### Exercise data
//! Link opener that hands repository links to the system browser.

use std::process::Stdio;

use async_trait::async_trait;
use dropzone_core::{ExternalNavigation, LinkOpener, OpenError};
use tokio::process::Command;

/// How an accepted navigation reaches the user.
#[derive(Debug, Clone, Copy, PartialEq, Eq)]
pub(crate) enum LaunchMode {
    /// The command prints the link; nothing is launched.
    Print,
    /// The platform URL handler opens the link in a fresh browser context.
    Browser,
}

pub(crate) struct SystemOpener {
    mode: LaunchMode,
}

impl SystemOpener {
    pub(crate) const fn new(mode: LaunchMode) -> Self {
        Self { mode }
    }
}

#[async_trait]
impl LinkOpener for SystemOpener {
    async fn open(&self, navigation: &ExternalNavigation) -> Result<(), OpenError> {
        match self.mode {
            LaunchMode::Print => {
                tracing::debug!(url = %navigation.url, "link handed to terminal");
                Ok(())
            }
            LaunchMode::Browser => launch(navigation).await,
        }
    }
}

// The platform handler starts a separate browser process, so the page gets no
// opener handle and no referrer from this client.
async fn launch(navigation: &ExternalNavigation) -> Result<(), OpenError> {
    let (program, args) = browser_command();
    let status = Command::new(program)
        .args(args)
        .arg(navigation.url.as_str())
        .stdin(Stdio::null())
        .stdout(Stdio::null())
        .stderr(Stdio::null())
        .status()
        .await
        .map_err(|err| OpenError::Failed {
            source: Box::new(err),
        })?;

    if status.success() {
        tracing::info!(url = %navigation.url, isolation = navigation.isolation.rel(), "link opened");
        Ok(())
    } else {
        Err(OpenError::Failed {
            source: format!("{program} exited with {status}").into(),
        })
    }
}

const fn browser_command() -> (&'static str, &'static [&'static str]) {
    if cfg!(target_os = "macos") {
        ("open", &[])
    } else if cfg!(target_os = "windows") {
        ("cmd", &["/C", "start", ""])
    } else {
        ("xdg-open", &[])
    }
}
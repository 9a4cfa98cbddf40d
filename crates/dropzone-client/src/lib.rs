#![forbid(unsafe_code)]
#![warn(
    unused,
    unreachable_pub,
    clippy::all,
    clippy::pedantic,
    rustdoc::broken_intra_doc_links,
    missing_docs
)]

//! `reqwest`-backed [`DropService`](dropzone_core::DropService) for the DropZone REST API.
//!
//! Layout: `http.rs` (service + options), `problem.rs` (status → error
//! classification), `disposition.rs` (`Content-Disposition` parsing).

pub mod disposition;
pub mod http;
pub mod problem;

pub use disposition::attachment_filename;
pub use http::{ClientBuildError, ClientOptions, HttpDropService};
pub use problem::classify_problem;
######
[What you will do] Your task is to reproduce the entries exactly, starting at the first line and ending with the line containing "impl LinkOpener for".

[Solution to this problem]
//! Link opener that hands repository links to the system browser.

use std::process::Stdio;

use async_trait::async_trait;
use dropzone_core::{ExternalNavigation, LinkOpener, OpenError};
use tokio::process::Command;

/// How an accepted navigation reaches the user.
#[derive(Debug, Clone, Copy, PartialEq, Eq)]
pub(crate) enum LaunchMode {
    /// The command prints the link; nothing is launched.
    Print,
    /// The platform URL handler opens the link in a fresh browser context.
    Browser,
}

pub(crate) struct SystemOpener {
    mode: LaunchMode,
}

impl SystemOpener {
    pub(crate) const fn new(mode: LaunchMode) -> Self {
        Self { mode }
    }
}

#[async_trait]
impl LinkOpener for SystemOpener {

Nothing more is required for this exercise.